這幾句話說得甚為得體, 照理說雙方若沒很大的冤仇, 原該就此作罷, 但聞英雄聽後非但沒有放過他的意思, 反而眼神更為兇惡, 他沉聲問道:「你這老匹夫, 你可知道你所傷的人是誰?」  鐵指洪心中一寒, 連退數步, 並搖頭表示不知。  聞英雄森然道:「好, 我便讓你死得明明白白, 她就是我未過門的妻子, 你竟敢把她打至重傷, 今兒我不奪你狗命, 我便枉為人夫。」

鐵指洪聽得冷汗直冒, 他那料得到這個奇醜無比的女娃竟是名滿天下的聞英雄之未婚妻,  但見聞英雄如此憤怒, 此事當非虛假, 情知這事無法善罷, 雖知對方武功高強, 自己多半敵他不過, 但生死關頭, 只好硬着頭皮一拼, 眼見聞英雄一步一步的逼近, 當即暗運內力, 準備使出最後殺著。

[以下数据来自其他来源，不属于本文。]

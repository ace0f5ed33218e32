//! Image Preprocessing
//!
//! Turns arbitrary uploaded image bytes into the fixed-shape tensor every
//! paddy model expects: decode, normalize to RGB, stretch to 224x224,
//! scale to [0, 1] and add a leading batch dimension.

mod preprocessor;
mod tensor;

pub use preprocessor::{ChannelPolicy, PreprocessConfig, Preprocessor, ResizeFilter};
pub use tensor::{ImageTensor, CHANNELS, INPUT_SHAPE, INPUT_SIZE};

use thiserror::Error;

/// Errors while turning image bytes into a model input tensor
#[derive(Debug, Clone, Error)]
pub enum PreprocessError {
    /// Bytes are not a recognizable image
    #[error("Image decode failed: {0}")]
    Decode(String),

    /// Decoded image cannot be normalized to the expected tensor shape
    #[error("Invalid image shape: {0}")]
    Shape(String),
}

聞英雄把右掌攤開, 但見通掌發黑, 發出吱吱聲響, 還冒出陣陣黑煙, 鐵指洪見此情狀, 知他必出鐵砂掌法中的重招, 當下不敢怠慢, 大喝一聲, 雙拳齊出, 這時兩人距離尚遠, 聞英雄正自奇怪何以對手這般快便出招, 卻見鐵指洪紋絲不動, 然勁風已幾近面門, 聞英雄定睛一瞧, 已瞧清攻來的只是他的一雙鐵手套, 原來鐵指洪竟以強橫內勁把兩隻手套激射而出, 以手套作為遠攻暗器, 聞英雄喝道:「我道你這廝有何厲害伎倆?  以我的輕身功夫, 豈會避不了這等尋常招式?」  正要橫移避開, 卻見眼前一花, 鐵指洪已在眼前, 封住了他的去路, 鐵指洪立即雙拳轟出, 左拳攻他下腹, 右拳攻他面門。  此兩拳鐵指洪傾盡全力, 聞英雄於倉猝間絶難硬接, 但倘若後退趨避, 便如同把背門迎向那雙鐵手套。  當前形勢, 實是進退不得, 兇險萬分, 不禁教他大驚失色。  這招正是鐵指洪的得意絶技「四龍擊」,  招式除了剛猛沉洪外, 還教人無路可逃, 成了甕中之鱉, 任其宰割。  鐵指洪自練成此招後, 從未失手, 因此自信滿滿, 滿擬能把聞英雄轟個七孔流血, 五臟俱裂。